Alex: Over time, these unlikely friends did come together to oppose Keystone. In fact, they actually called themselves a Cowboy-Indian Alliance.
Ayana: Way to reclaim that scenario!
Alex: Seriously, right?
Ayana: So there was resistance to the tar sands in Alberta. And there's this Cowboy-Indian Alliance kind of building up inertia on the prairie. But at this point, this was still really a regional fight.
Alex: But then ...
Ayana: But then ...
Alex: In 2011, a new set of allies entered the picture.
Jamie Henn: We basically, in early 2011, were kind of looking around and saying, "Where's a barricade where we can take a stand?"
Ayana: That's Jamie Henn. He co-founded the group 350.org, which was trying to figure out how do we build a national movement around climate change?
Jamie Henn: There really wasn't a climate movement to speak of. You know, there was an environmental movement, but climate change was kind of this new global threat that not a lot of people were working on, and nobody could quite get a handle on how to get after the problem.
Alex: By 2011, there had been a string of high-profile defeats on climate change. There was this big UN conference in Copenhagen that was supposed to bring countries together to tackle climate change, but it fell flat. The Obama administration had proposed a big climate bill, but it died in Congress.
Jamie Henn: I think we were kind of getting to the point where, you know, we just sort of sat back and said, "Like, this isn't working." And we know that one of the strategies of social movements since time immemorial has been civil disobedience, that when you can find places that dramatize an issue and engage in civil disobedience, that that can really attract attention, and really move something forward. And we took direct inspiration from looking at the civil rights movement, and sort of asked that question of, like, "What's our lunch counter on climate? You know, where do you pick that fight?"
Alex: As it happened, just the right fight was already underway along the route of the Keystone XL pipeline. Because not only did the Keystone pipeline encroach on tribal sovereignty and threaten local ecosystems, here was a giant, continent-spanning piece of fossil-fuel infrastructure representing a major investment in the future of oil. It was climate change made concrete.

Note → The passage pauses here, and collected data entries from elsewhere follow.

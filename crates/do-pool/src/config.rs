//! Pool configuration.

use std::time::Duration;

use crate::error::PoolError;
use crate::lifecycle::Poolable;

/// Default maximum number of concurrently reserved instances per key.
pub const DEFAULT_MAX_RESERVED: usize = 4;

/// Configuration shared by every pool of a registry.
#[derive(Debug, Clone, PartialEq, Eq)]
pub struct PoolConfig {
    /// Maximum number of instances reserved at the same time for one key.
    ///
    /// Idle available instances do not count against this limit.
    pub max_reserved: usize,

    /// Upper bound for blocking acquisitions. `None` waits indefinitely.
    pub acquire_timeout: Option<Duration>,

    /// Available instances idle for at least this long are disposed by
    /// idle eviction. `None` disables eviction.
    pub idle_timeout: Option<Duration>,
}

impl Default for PoolConfig {
    fn default() -> Self {
        Self {
            max_reserved: DEFAULT_MAX_RESERVED,
            acquire_timeout: None,
            idle_timeout: None,
        }
    }
}

impl PoolConfig {
    /// Create a new configuration with default values.
    #[must_use]
    pub fn new() -> Self {
        Self::default()
    }

    /// Create the default configuration for a poolable type.
    ///
    /// The capacity comes from [`Poolable::MAX_RESERVED`].
    #[must_use]
    pub fn for_poolable<T: Poolable>() -> Self {
        Self {
            max_reserved: T::MAX_RESERVED,
            ..Self::default()
        }
    }

    /// Set the maximum number of concurrently reserved instances.
    #[must_use]
    pub fn max_reserved(mut self, max: usize) -> Self {
        self.max_reserved = max;
        self
    }

    /// Set the acquisition timeout.
    #[must_use]
    pub fn acquire_timeout(mut self, timeout: Duration) -> Self {
        self.acquire_timeout = Some(timeout);
        self
    }

    /// Set the idle timeout used by idle eviction.
    #[must_use]
    pub fn idle_timeout(mut self, timeout: Duration) -> Self {
        self.idle_timeout = Some(timeout);
        self
    }

    /// Validate the configuration.
    pub fn validate(&self) -> Result<(), PoolError> {
        if self.max_reserved == 0 {
            return Err(PoolError::Config(
                "max_reserved must be greater than 0".into(),
            ));
        }

        if self.acquire_timeout.is_some_and(|t| t.is_zero()) {
            return Err(PoolError::Config(
                "acquire_timeout must be greater than 0".into(),
            ));
        }

        if self.idle_timeout.is_some_and(|t| t.is_zero()) {
            return Err(PoolError::Config(
                "idle_timeout must be greater than 0".into(),
            ));
        }

        Ok(())
    }
}
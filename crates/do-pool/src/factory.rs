//! Construction of new pool entries.

use crate::error::BoxError;

/// Constructs a fresh instance when a pool has nothing to reuse.
///
/// Implemented for every closure `Fn(&A) -> Result<T, E>`, so both closures
/// and constructor functions such as [`Poolable::create`] can be passed to
/// [`Pool::acquire`] directly.
///
/// [`Poolable::create`]: crate::Poolable::create
/// [`Pool::acquire`]: crate::Pool::acquire
pub trait PoolEntryFactory<A: ?Sized, T> {
    /// Construct a new instance from the original arguments.
    fn create(&self, args: &A) -> Result<T, BoxError>;
}

impl<A, T, E, F> PoolEntryFactory<A, T> for F
where
    A: ?Sized,
    E: Into<BoxError>,
    F: Fn(&A) -> Result<T, E>,
{
    fn create(&self, args: &A) -> Result<T, BoxError> {
        self(args).map_err(Into::into)
    }
}
impl<T: Disposable> PoolInner<T> {
    /// Take an available instance or a construction slot, under the lock.
    fn checkout(&self, state: &mut MutexGuard<'_, PoolState<T>>) -> Result<Checkout<T>, PoolError> {
        if state.closed {
            return Err(PoolError::PoolClosed);
        }

        let checkout = if let Some(idle) = state.available.pop() {
            state.reserved.insert(idle.id);
            self.metrics.lock().reuses += 1;
            Checkout::Reused(idle)
        } else if state.reserved.len() < self.max_reserved {
            let id = InstanceId::new(self.next_instance_id.fetch_add(1, Ordering::Relaxed));
            state.reserved.insert(id);
            Checkout::Construct(id)
        } else {
            return Ok(Checkout::Exhausted);
        };

        assert!(
            state.reserved.len() <= self.max_reserved,
            "pool {} reserved {} instances with capacity {}",
            self.name,
            state.reserved.len(),
            self.max_reserved
        );
        self.metrics.lock().acquisitions += 1;
        Ok(checkout)
    }

    /// Move a reserved instance back into the available set.
    fn checkin(&self, id: InstanceId, mut value: T) -> Result<(), PoolError> {
        let mut state = self.state.lock();

        if !state.reserved.remove(&id) {
            drop(state);
            return Err(self.dispose_revoked(id, value));
        }

        if state.closed {
            drop(state);
            if let Err(err) = self.dispose_one(id, &mut value) {
                tracing::warn!(
                    pool = %self.name,
                    error = %err,
                    "failed to dispose instance released into closed pool"
                );
            }
            return Ok(());
        }

        debug_assert!(state.available.iter().all(|idle| idle.id != id));
        state.available.push(Idle {
            id,
            value,
            since: Instant::now(),
        });
        drop(state);

        self.released.notify_one();
        tracing::trace!(pool = %self.name, instance = %id, "instance released");
        Ok(())
    }

    /// Drop a reserved instance from the bookkeeping without disposing it.
    ///
    /// Returns `false` if a flush already revoked the reservation.
    fn forget(&self, id: InstanceId) -> bool {
        let removed = self.state.lock().reserved.remove(&id);
        if removed {
            self.released.notify_one();
            tracing::debug!(pool = %self.name, instance = %id, "instance detached from pool");
        }
        removed
    }

    /// Dispose an instance whose reservation was revoked by a flush.
    ///
    /// The returned error is `NotReserved`, or `Dispose` if disposal failed.
    fn dispose_revoked(&self, id: InstanceId, mut value: T) -> PoolError {
        tracing::warn!(
            pool = %self.name,
            instance = %id,
            "instance is no longer reserved, disposing"
        );
        match self.dispose_one(id, &mut value) {
            Ok(()) => PoolError::NotReserved { id },
            Err(err) => {
                tracing::warn!(
                    pool = %self.name,
                    error = %err,
                    "failed to dispose revoked instance"
                );
                err
            }
        }
    }

    fn dispose_one(&self, id: InstanceId, value: &mut T) -> Result<(), PoolError> {
        let result = value.dispose();

        let mut metrics = self.metrics.lock();
        match result {
            Ok(()) => {
                metrics.instances_disposed += 1;
                Ok(())
            }
            Err(source) => {
                metrics.dispose_failures += 1;
                Err(PoolError::Dispose { id, source })
            }
        }
    }

    fn dispose_all(&self, idle: Vec<Idle<T>>, revoked: usize) -> FlushReport {
        let mut report = FlushReport {
            disposed: 0,
            revoked,
            failures: Vec::new(),
        };

        for Idle { id, mut value, .. } in idle {
            match self.dispose_one(id, &mut value) {
                Ok(()) => report.disposed += 1,
                Err(err) => {
                    tracing::warn!(pool = %self.name, error = %err, "disposal failed");
                    report.failures.push(err);
                }
            }
        }

        report
    }
}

Ayana: And because the project would cross the US-Canada border, it had to apply for a permit from the Obama administration. And so all those advocates along the pipeline corridor that we mentioned earlier—the First Nations peoples in Canada, the tribes and ranchers and farmers in the US—they were calling on Obama to reject the project.
Alex: To Jamie Henn and the folks at 350.org, this all meant that this was exactly the fight they'd been looking to join.
Jamie Henn: You know, here's a major fossil fuel project that requires a presidential permit to cross the border between the US and Canada. So we really latched onto that to say, this is a project that Barack Obama can approve or deny with the stroke of a pen. And so what could be a more perfect symbol about his commitment to climate action?
Ayana: Jamie and the team at 350.org reached out to the groups who were protesting along the pipeline route.
Jamie Henn: And they were like, "Hell yeah, let's do it!" You know, "Let's go and try and pull something off."
Ayana: And that is what they did. In August of 2011, 350.org, along with representatives from groups along the pipeline route—from Melina in Alberta to farmers in Nebraska—staged a sit-in outside the White House.
[NEWS CLIP: More than 162 people have been arrested since Saturday.]
Ayana: They kept it up for two weeks. Every day, people kept coming and kept getting arrested.
Alex: And by the time they were done, more than 1,200 people had been arrested. And the protests got the attention of the Obama administration. In January of 2012, just months after that first sit-in, President Obama did what the protesters were asking and rejected Keystone's permit. And then the fight was over.
Alex: Uh, no. Of course it wasn't.
Ayana: Oh, if only.
Alex: TransCanada appealed that decision. And then there was a back and forth that continued for years. When Donald Trump was elected president, one of his first actions was to reauthorize the pipeline.
Ayana: And then on Joe Biden's first day as president, he revoked that permit, hopefully for the last time.
Alex: But Jamie says this victory, it went beyond just shutting down the pipeline. Keystone was a big turning point for the climate movement in general.
Jamie Henn: Movements are funny. Like it's—they're always simmering below the surface. And so, you know, I think there was a movement out there, but Keystone really brought it together. I think Keystone made it a fighting movement in the streets. I think it was the first step of that.
Ayana: If Keystone was the first step in bringing all of these groups together and catalyzing a national climate movement, the step that came next took it to a whole new level.
Alex: In the spring of 2016, the Army Corps of Engineers was preparing to approve a permit for a project called the Dakota Access Pipeline—DAPL for short. A project that would run more than a thousand miles from the Bakken oil fields in North Dakota to Illinois, crossing beneath the Missouri River, just upstream from the Standing Rock Sioux Reservation.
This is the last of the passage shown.